• **PROBLEM TO SOLVE**
Starting at the first line of the data below, retype every line up to and including the one containing "const ALL: [MessageKind;".

• **RECORDED DATA**
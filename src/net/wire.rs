use arrayref::{array_ref, array_refs};
use byteorder::{ByteOrder, LittleEndian};
use rkyv::{Archive, Deserialize, Serialize};

use super::{error::Error, Frame, Frames};

/// Wire protocol revision spoken by this crate. Revision 2 carries a
/// per-photon flags array, giving 13 PHOTONDATA data blocks. Earlier
/// revisions are not negotiated and are rejected as malformed.
pub const WIRE_VERSION: u8 = 2;

/// Data blocks following the PHOTONDATA tag: metadata, 11 float arrays
/// and the flags array.
pub const PHOTONDATA_BLOCKS: usize = 13;

/// The empty frame separating a routing envelope from the message body.
pub const DELIMITER: &[u8] = b"";

/// Message kinds. Every kind travels as a fixed byte tag in the first body
/// frame.
#[derive(Clone, Copy, Debug, PartialEq, Eq)]
pub enum MessageKind {
    // CONTROL
    Ready,
    Heartbeat,
    Ping,
    Ack,
    // SESSION
    RunBegin,
    RunEnd,
    // DATA
    PhotonData,
    DetectorInfo,
    // OUTCOME
    SimComplete,
    SimCompleteAsync,
    SimFailed,
    NoWorkers,
    UnknownRequest,
}

impl MessageKind {
    const ALL: [MessageKind; 13] = [
        MessageKind::Ready,
        MessageKind::Heartbeat,
        MessageKind::Ping,
        MessageKind::Ack,
        MessageKind::RunBegin,
        MessageKind::RunEnd,
        MessageKind::PhotonData,
        MessageKind::DetectorInfo,
        MessageKind::SimComplete,
        MessageKind::SimCompleteAsync,
        MessageKind::SimFailed,
        MessageKind::NoWorkers,
        MessageKind::UnknownRequest,
    ];

    pub fn tag(self) -> &'static [u8] {
        match self {
            MessageKind::Ready => b"\x01",
            MessageKind::Heartbeat => b"\x02",
            MessageKind::Ping => b"PING",
            MessageKind::Ack => b"ACK",
            MessageKind::RunBegin => b"RUN_BEGIN",
            MessageKind::RunEnd => b"RUN_END",
            MessageKind::PhotonData => b"PHOTONDATA",
            MessageKind::DetectorInfo => b"DETECTOR_INFO",
            MessageKind::SimComplete => b"SIM_COMPLETE",
            MessageKind::SimCompleteAsync => b"SIM_COMPLETE_ASYNC",
            MessageKind::SimFailed => b"SIM_FAILED",
            MessageKind::NoWorkers => b"NO_WORKERS",
            MessageKind::UnknownRequest => b"UNKNOWN_REQUEST",
        }
    }

    pub fn from_tag(tag: &[u8]) -> Option<Self> {
        Self::ALL.into_iter().find(|kind| kind.tag() == tag)
    }

    pub fn frame(self) -> Frame {
        self.tag().to_vec()
    }

    /// True if `frame` is exactly this kind's tag.
    pub fn is(self, frame: &[u8]) -> bool {
        self.tag() == frame
    }
}

/// Checks that `frames` opens with `kind` and holds at least `min_frames`
/// frames (tag included). Returns the frames after the tag.
pub fn expect_kind(
    frames: &[Frame],
    kind: MessageKind,
    min_frames: usize,
) -> Result<&[Frame], Error> {
    let first = frames
        .first()
        .ok_or_else(|| Error::malformed("empty message"))?;
    if !kind.is(first) {
        return Err(Error::malformed(format!(
            "expected {:?}, got tag {:?}",
            kind,
            String::from_utf8_lossy(first)
        )));
    }
    if frames.len() < min_frames {
        return Err(Error::malformed(format!(
            "{:?} needs at least {} frames, got {}",
            kind,
            min_frames,
            frames.len()
        )));
    }
    Ok(&frames[1..])
}

/// How a received message is addressed.
#[derive(Debug, PartialEq, Eq)]
pub enum Envelope<'a> {
    /// `[return_address, "", body..]`, as delivered through the broker.
    Routed {
        return_address: &'a [u8],
        body: &'a [Frame],
    },
    /// A bare body from a directly connected peer.
    Direct { body: &'a [Frame] },
}

/// A message is routed if it has at least two frames and the second is the
/// empty delimiter; anything else is a direct request.
pub fn classify(frames: &[Frame]) -> Envelope<'_> {
    if frames.len() >= 2 && frames[1].is_empty() {
        Envelope::Routed {
            return_address: &frames[0],
            body: &frames[2..],
        }
    } else {
        Envelope::Direct { body: frames }
    }
}

impl<'a> Envelope<'a> {
    pub fn body(&self) -> &'a [Frame] {
        match *self {
            Envelope::Routed { body, .. } => body,
            Envelope::Direct { body } => body,
        }
    }

    /// Addresses a reply the same way the request arrived.
    pub fn wrap(&self, reply: Frames) -> Frames {
        match *self {
            Envelope::Routed { return_address, .. } => {
                let mut frames = Vec::with_capacity(reply.len() + 2);
                frames.push(return_address.to_vec());
                frames.push(DELIMITER.to_vec());
                frames.extend(reply);
                frames
            }
            Envelope::Direct { .. } => reply,
        }
    }
}

fn check_word_aligned(
    block: &[u8],
    field: &'static str,
) -> Result<usize, Error> {
    if block.len() % 4 != 0 {
        return Err(Error::malformed(format!(
            "`{}` block of {} bytes is not a whole number of 4-byte elements",
            field,
            block.len()
        )));
    }
    Ok(block.len() / 4)
}

pub fn read_f32s(block: &[u8], field: &'static str) -> Result<Vec<f32>, Error> {
    let mut out = vec![0f32; check_word_aligned(block, field)?];
    LittleEndian::read_f32_into(block, &mut out);
    Ok(out)
}

pub fn read_u32s(block: &[u8], field: &'static str) -> Result<Vec<u32>, Error> {
    let mut out = vec![0u32; check_word_aligned(block, field)?];
    LittleEndian::read_u32_into(block, &mut out);
    Ok(out)
}

pub fn read_i32s(block: &[u8], field: &'static str) -> Result<Vec<i32>, Error> {
    let mut out = vec![0i32; check_word_aligned(block, field)?];
    LittleEndian::read_i32_into(block, &mut out);
    Ok(out)
}

pub fn f32_frame(values: &[f32]) -> Frame {
    let mut out = vec![0u8; values.len() * 4];
    LittleEndian::write_f32_into(values, &mut out);
    out
}

pub fn u32_frame(values: &[u32]) -> Frame {
    let mut out = vec![0u8; values.len() * 4];
    LittleEndian::write_u32_into(values, &mut out);
    out
}

pub fn i32_frame(values: &[i32]) -> Frame {
    let mut out = vec![0u8; values.len() * 4];
    LittleEndian::write_i32_into(values, &mut out);
    out
}

fn check_len(
    field: &'static str,
    expected: usize,
    actual: usize,
) -> Result<(), Error> {
    if expected != actual {
        return Err(Error::LengthMismatch {
            field,
            expected,
            actual,
        });
    }
    Ok(())
}

fn read_event_id(block: &[u8]) -> Result<u32, Error> {
    if block.len() != 4 {
        return Err(Error::malformed(format!(
            "event id frame has {} bytes, expected 4",
            block.len()
        )));
    }
    Ok(u32::from_le_bytes(*array_ref![block, 0, 4]))
}

/// Names of the float blocks of a PHOTONDATA message, in wire order.
const PHOTON_FLOAT_FIELDS: [&str; 11] = [
    "pos_x",
    "pos_y",
    "pos_z",
    "dir_x",
    "dir_y",
    "dir_z",
    "pol_x",
    "pol_y",
    "pol_z",
    "wavelength",
    "time",
];

/// One simulation request's photons as parallel arrays.
#[derive(Clone, Debug, Default, PartialEq)]
pub struct PhotonBatch {
    pub event_id: u32,
    pub pos: [Vec<f32>; 3],
    pub dir: [Vec<f32>; 3],
    pub pol: [Vec<f32>; 3],
    pub wavelength: Vec<f32>,
    pub time: Vec<f32>,
    pub flags: Vec<u32>,
}

impl PhotonBatch {
    pub fn len(&self) -> usize {
        self.time.len()
    }

    pub fn is_empty(&self) -> bool {
        self.len() == 0
    }

    /// Decodes a PHOTONDATA body, tag included.
    pub fn decode(body: &[Frame]) -> Result<Self, Error> {
        let blocks =
            expect_kind(body, MessageKind::PhotonData, 1 + PHOTONDATA_BLOCKS)?;
        if blocks.len() != PHOTONDATA_BLOCKS {
            return Err(Error::malformed(format!(
                "wire version {} expects {} PHOTONDATA blocks, got {}",
                WIRE_VERSION,
                PHOTONDATA_BLOCKS,
                blocks.len()
            )));
        }

        let meta = &blocks[0];
        if meta.len() != 8 {
            return Err(Error::malformed(format!(
                "metadata block has {} bytes, expected 8",
                meta.len()
            )));
        }
        let (id, count) = array_refs![array_ref![meta, 0, 8], 4, 4];
        let event_id = u32::from_le_bytes(*id);
        let count = u32::from_le_bytes(*count) as usize;

        let mut floats = Vec::with_capacity(PHOTON_FLOAT_FIELDS.len());
        for (block, field) in blocks[1..12].iter().zip(PHOTON_FLOAT_FIELDS) {
            let values = read_f32s(block, field)?;
            check_len(field, count, values.len())?;
            floats.push(values);
        }
        let flags = read_u32s(&blocks[12], "flags")?;
        check_len("flags", count, flags.len())?;

        let mut floats = floats.into_iter();
        let mut next = || floats.next().unwrap_or_default();
        Ok(PhotonBatch {
            event_id,
            pos: [next(), next(), next()],
            dir: [next(), next(), next()],
            pol: [next(), next(), next()],
            wavelength: next(),
            time: next(),
            flags,
        })
    }

    /// Encodes a PHOTONDATA body, tag included.
    pub fn encode(&self) -> Frames {
        let mut meta = Vec::with_capacity(8);
        meta.extend_from_slice(&self.event_id.to_le_bytes());
        meta.extend_from_slice(&(self.len() as u32).to_le_bytes());

        let mut frames = Vec::with_capacity(1 + PHOTONDATA_BLOCKS);
        frames.push(MessageKind::PhotonData.frame());
        frames.push(meta);
        for axis in self.pos.iter().chain(&self.dir).chain(&self.pol) {
            frames.push(f32_frame(axis));
        }
        frames.push(f32_frame(&self.wavelength));
        frames.push(f32_frame(&self.time));
        frames.push(u32_frame(&self.flags));
        frames
    }
}

/// Detected photoelectrons of one simulated event.
#[derive(Clone, Debug, Default, PartialEq)]
pub struct Hits {
    pub channel: Vec<u32>,
    pub dir: [Vec<f32>; 3],
    pub pol: [Vec<f32>; 3],
    pub wavelength: Vec<f32>,
    pub time: Vec<f32>,
    pub flags: Vec<u32>,
}

impl Hits {
    pub fn len(&self) -> usize {
        self.channel.len()
    }

    pub fn is_empty(&self) -> bool {
        self.channel.is_empty()
    }

    /// Checks that every hit array has as many entries as `channel`.
    pub fn check(&self) -> Result<(), Error> {
        let n = self.len();
        for (field, len) in [
            ("dir_x", self.dir[0].len()),
            ("dir_y", self.dir[1].len()),
            ("dir_z", self.dir[2].len()),
            ("pol_x", self.pol[0].len()),
            ("pol_y", self.pol[1].len()),
            ("pol_z", self.pol[2].len()),
            ("wavelength", self.wavelength.len()),
            ("time", self.time.len()),
            ("flags", self.flags.len()),
        ] {
            check_len(field, n, len)?;
        }
        Ok(())
    }

    fn encode_into(&self, frames: &mut Frames) {
        frames.push(u32_frame(&self.channel));
        for axis in self.dir.iter().chain(&self.pol) {
            frames.push(f32_frame(axis));
        }
        frames.push(f32_frame(&self.wavelength));
        frames.push(f32_frame(&self.time));
        frames.push(u32_frame(&self.flags));
    }

    fn decode(blocks: &[Frame]) -> Result<Self, Error> {
        if blocks.len() != 10 {
            return Err(Error::malformed(format!(
                "hit payload has {} blocks, expected 10",
                blocks.len()
            )));
        }
        let hits = Hits {
            channel: read_u32s(&blocks[0], "channel")?,
            dir: [
                read_f32s(&blocks[1], "dir_x")?,
                read_f32s(&blocks[2], "dir_y")?,
                read_f32s(&blocks[3], "dir_z")?,
            ],
            pol: [
                read_f32s(&blocks[4], "pol_x")?,
                read_f32s(&blocks[5], "pol_y")?,
                read_f32s(&blocks[6], "pol_z")?,
            ],
            wavelength: read_f32s(&blocks[7], "wavelength")?,
            time: read_f32s(&blocks[8], "time")?,
            flags: read_u32s(&blocks[9], "flags")?,
        };
        hits.check()?;
        Ok(hits)
    }
}

/// Static per-channel detector description.
#[derive(Archive, Serialize, Deserialize, Clone, Debug, Default, PartialEq)]
#[archive(check_bytes)]
pub struct DetectorInfo {
    pub x: Vec<f32>,
    pub y: Vec<f32>,
    pub z: Vec<f32>,
    pub channel_type: Vec<i32>,
}

impl DetectorInfo {
    pub fn channels(&self) -> usize {
        self.channel_type.len()
    }
}

/// A decoded request body.
#[derive(Clone, Debug, PartialEq)]
pub enum Request {
    Ping,
    DetectorInfo,
    PhotonData(PhotonBatch),
    RunBegin { name: String },
    RunEnd,
    /// A well-formed message whose tag this worker does not serve.
    Unknown(Frame),
}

• **SOLUTION FOR THIS TASK**
filename src/net/wire.rs
use arrayref::{array_ref, array_refs};
use byteorder::{ByteOrder, LittleEndian};
use rkyv::{Archive, Deserialize, Serialize};

use super::{error::Error, Frame, Frames};

/// Wire protocol revision spoken by this crate. Revision 2 carries a
/// per-photon flags array, giving 13 PHOTONDATA data blocks. Earlier
/// revisions are not negotiated and are rejected as malformed.
pub const WIRE_VERSION: u8 = 2;

/// Data blocks following the PHOTONDATA tag: metadata, 11 float arrays
/// and the flags array.
pub const PHOTONDATA_BLOCKS: usize = 13;

/// The empty frame separating a routing envelope from the message body.
pub const DELIMITER: &[u8] = b"";

/// Message kinds. Every kind travels as a fixed byte tag in the first body
/// frame.
#[derive(Clone, Copy, Debug, PartialEq, Eq)]
pub enum MessageKind {
    // CONTROL
    Ready,
    Heartbeat,
    Ping,
    Ack,
    // SESSION
    RunBegin,
    RunEnd,
    // DATA
    PhotonData,
    DetectorInfo,
    // OUTCOME
    SimComplete,
    SimCompleteAsync,
    SimFailed,
    NoWorkers,
    UnknownRequest,
}

impl MessageKind {
    const ALL: [MessageKind; 13] = [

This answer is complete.